**WHAT THIS TASK INVOLVES:** Repeat every record exactly as given.

►

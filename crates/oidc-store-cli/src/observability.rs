// Tracing initialization with a reloadable log level.
use std::sync::OnceLock;

use tracing_subscriber::{EnvFilter, Registry, fmt, prelude::*, reload};

static LOG_RELOAD_HANDLE: OnceLock<reload::Handle<EnvFilter, Registry>> = OnceLock::new();

pub fn init_tracing() {
    init_tracing_with_level("warn");
}

pub fn init_tracing_with_level(level: &str) {
    // Prefer RUST_LOG from env, otherwise use provided level string.
    let base_filter = std::env::var("RUST_LOG")
        .ok()
        .and_then(|_| EnvFilter::try_from_default_env().ok())
        .unwrap_or_else(|| EnvFilter::new(level));

    let (reload_layer, handle) = reload::Layer::new(base_filter);
    let _ = LOG_RELOAD_HANDLE.set(handle);

    let _ = tracing_subscriber::registry()
        .with(reload_layer)
        .with(fmt::layer().with_writer(std::io::stderr))
        .try_init();
}

/// Applies the configured level unless RUST_LOG is set.
pub fn apply_logging_level(level: &str) {
    if std::env::var_os("RUST_LOG").is_some() {
        return;
    }
    if let Some(handle) = LOG_RELOAD_HANDLE.get() {
        let _ = handle.modify(|f| {
            *f = EnvFilter::new(level);
        });
    }
}
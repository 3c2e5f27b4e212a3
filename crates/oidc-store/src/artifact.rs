//! Stored artifact records.

use serde::{Deserialize, Serialize};
use serde_json::{Map, Value};

use crate::clock;
use crate::inspection::TokenInspection;
use crate::key::StorageKey;
use crate::kind::ArtifactKind;

/// Payload field carrying the grant back-reference.
pub const GRANT_ID_FIELD: &str = "grantId";

/// One stored instance of an artifact kind.
///
/// The payload is kept exactly as handed over by the identity provider.
/// `grant_id` is a copy of the payload's `grantId` used for indexing.
#[derive(Debug, Clone, PartialEq, Serialize, Deserialize)]
#[serde(rename_all = "camelCase")]
pub struct Artifact {
    /// Opaque identifier, unique within the kind.
    pub id: String,

    /// The artifact kind.
    pub kind: ArtifactKind,

    /// Kind-specific fields.
    pub payload: Map<String, Value>,

    /// Absolute expiry in epoch seconds. `None` never expires via TTL.
    #[serde(default, skip_serializing_if = "Option::is_none")]
    pub expires_at: Option<i64>,

    /// When the artifact was consumed, in epoch seconds.
    #[serde(default, skip_serializing_if = "Option::is_none")]
    pub consumed: Option<i64>,

    /// Grant this artifact was issued under.
    #[serde(default, skip_serializing_if = "Option::is_none")]
    pub grant_id: Option<String>,

    /// Decoded JWT segments, when the payload carries them.
    #[serde(default, skip_serializing_if = "Option::is_none")]
    pub inspection: Option<TokenInspection>,
}

impl Artifact {
    /// Builds the record written by an upsert at time `now`.
    #[must_use]
    pub fn new(
        kind: ArtifactKind,
        id: impl Into<String>,
        payload: Map<String, Value>,
        now: i64,
        ttl_secs: Option<u64>,
    ) -> Self {
        let grant_id = payload
            .get(GRANT_ID_FIELD)
            .and_then(Value::as_str)
            .filter(|grant| !grant.is_empty())
            .map(str::to_string);
        let inspection = TokenInspection::from_payload(&payload);

        Self {
            id: id.into(),
            kind,
            payload,
            expires_at: clock::expires_at(now, ttl_secs),
            consumed: None,
            grant_id,
            inspection,
        }
    }

    /// Returns the storage key of this artifact.
    #[must_use]
    pub fn storage_key(&self) -> StorageKey {
        StorageKey::new(self.kind, self.id.clone())
    }

    /// Returns `true` if the artifact is no longer visible at `now`.
    #[must_use]
    pub fn is_expired(&self, now: i64) -> bool {
        clock::is_expired(self.expires_at, now)
    }

    /// Returns `true` once the artifact has been consumed.
    #[must_use]
    pub fn is_consumed(&self) -> bool {
        self.consumed.is_some()
    }
}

◄

**RESPONSE BOX:**
filename crates/oidc-store-cli/src/observability.rs
// Tracing initialization with a reloadable log level.
use std::sync::OnceLock;

use tracing_subscriber::{EnvFilter, Registry, fmt, prelude::*, reload};

static LOG_RELOAD_HANDLE: OnceLock<reload::Handle<EnvFilter, Registry>> = OnceLock::new();

pub fn init_tracing() {
    init_tracing_with_level("warn");
}

pub fn init_tracing_with_level(level: &str) {
    // Prefer RUST_LOG from env, otherwise use provided level string.
    let base_filter = std::env::var("RUST_LOG")
        .ok()
        .and_then(|_| EnvFilter::try_from_default_env().ok())
        .unwrap_or_else(|| EnvFilter::new(level));

    let (reload_layer, handle) = reload::Layer::new(base_filter);
    let _ = LOG_RELOAD_HANDLE.set(handle);

    let _ = tracing_subscriber::registry()
        .with(reload_layer)
        .with(fmt::layer().with_writer(std::io::stderr))
        .try_init();
}

/// Applies the configured level unless RUST_LOG is set.
pub fn apply_logging_level(level: &str) {
    if std::env::var_os("RUST_LOG").is_some() {
        return;
    }
    if let Some(handle) = LOG_RELOAD_HANDLE.get() {
        let _ = handle.modify(|f| {
            *f = EnvFilter::new(level);
        });
    }
}
repository 3c2e5f27b4e212a3
filename crates/oidc-store/src/artifact.rs
//! Stored artifact records.

use serde::{Deserialize, Serialize};
use serde_json::{Map, Value};

use crate::clock;
use crate::inspection::TokenInspection;
use crate::key::StorageKey;
use crate::kind::ArtifactKind;

/// Payload field carrying the grant back-reference.
pub const GRANT_ID_FIELD: &str = "grantId";

/// One stored instance of an artifact kind.
///
/// The payload is kept exactly as handed over by the identity provider.
/// `grant_id` is a copy of the payload's `grantId` used for indexing.
#[derive(Debug, Clone, PartialEq, Serialize, Deserialize)]
#[serde(rename_all = "camelCase")]
pub struct Artifact {
    /// Opaque identifier, unique within the kind.
    pub id: String,

    /// The artifact kind.
    pub kind: ArtifactKind,

    /// Kind-specific fields.
    pub payload: Map<String, Value>,

    /// Absolute expiry in epoch seconds. `None` never expires via TTL.
    #[serde(default, skip_serializing_if = "Option::is_none")]
    pub expires_at: Option<i64>,

    /// When the artifact was consumed, in epoch seconds.
    #[serde(default, skip_serializing_if = "Option::is_none")]
    pub consumed: Option<i64>,

    /// Grant this artifact was issued under.
    #[serde(default, skip_serializing_if = "Option::is_none")]
    pub grant_id: Option<String>,

    /// Decoded JWT segments, when the payload carries them.
    #[serde(default, skip_serializing_if = "Option::is_none")]
    pub inspection: Option<TokenInspection>,
}

impl Artifact {
    /// Builds the record written by an upsert at time `now`.
    #[must_use]
    pub fn new(
        kind: ArtifactKind,
        id: impl Into<String>,
        payload: Map<String, Value>,
        now: i64,
        ttl_secs: Option<u64>,
    ) -> Self {
        let grant_id = payload
            .get(GRANT_ID_FIELD)
            .and_then(Value::as_str)
            .filter(|grant| !grant.is_empty())
            .map(str::to_string);
        let inspection = TokenInspection::from_payload(&payload);

        Self {
            id: id.into(),
            kind,
            payload,
            expires_at: clock::expires_at(now, ttl_secs),
            consumed: None,
            grant_id,
            inspection,
        }
    }

    /// Returns the storage key of this artifact.
    #[must_use]
    pub fn storage_key(&self) -> StorageKey {
        StorageKey::new(self.kind, self.id.clone())
    }

    /// Returns `true` if the artifact is no longer visible at `now`.
    #[must_use]
    pub fn is_expired(&self, now: i64) -> bool {
        clock::is_expired(self.expires_at, now)
    }

    /// Returns `true` once the artifact has been consumed.
    #[must_use]
    pub fn is_consumed(&self) -> bool {
        self.consumed.is_some()
    }
}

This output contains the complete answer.